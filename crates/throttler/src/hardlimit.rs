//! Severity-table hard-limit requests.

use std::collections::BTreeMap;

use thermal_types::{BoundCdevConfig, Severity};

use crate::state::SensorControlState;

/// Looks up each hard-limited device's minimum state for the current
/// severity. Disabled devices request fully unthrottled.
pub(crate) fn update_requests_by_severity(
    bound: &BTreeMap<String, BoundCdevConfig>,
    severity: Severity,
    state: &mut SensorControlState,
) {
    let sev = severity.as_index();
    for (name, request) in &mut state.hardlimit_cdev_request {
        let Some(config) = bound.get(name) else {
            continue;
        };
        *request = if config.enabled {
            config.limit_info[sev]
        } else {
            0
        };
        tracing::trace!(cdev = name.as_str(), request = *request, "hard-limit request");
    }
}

★ ★ ★ ★

WHAT YOU SHOULD DO =
Each line of the material above that includes the word "else" counts once; give the total number alone.

WRITTEN RESPONSE =
2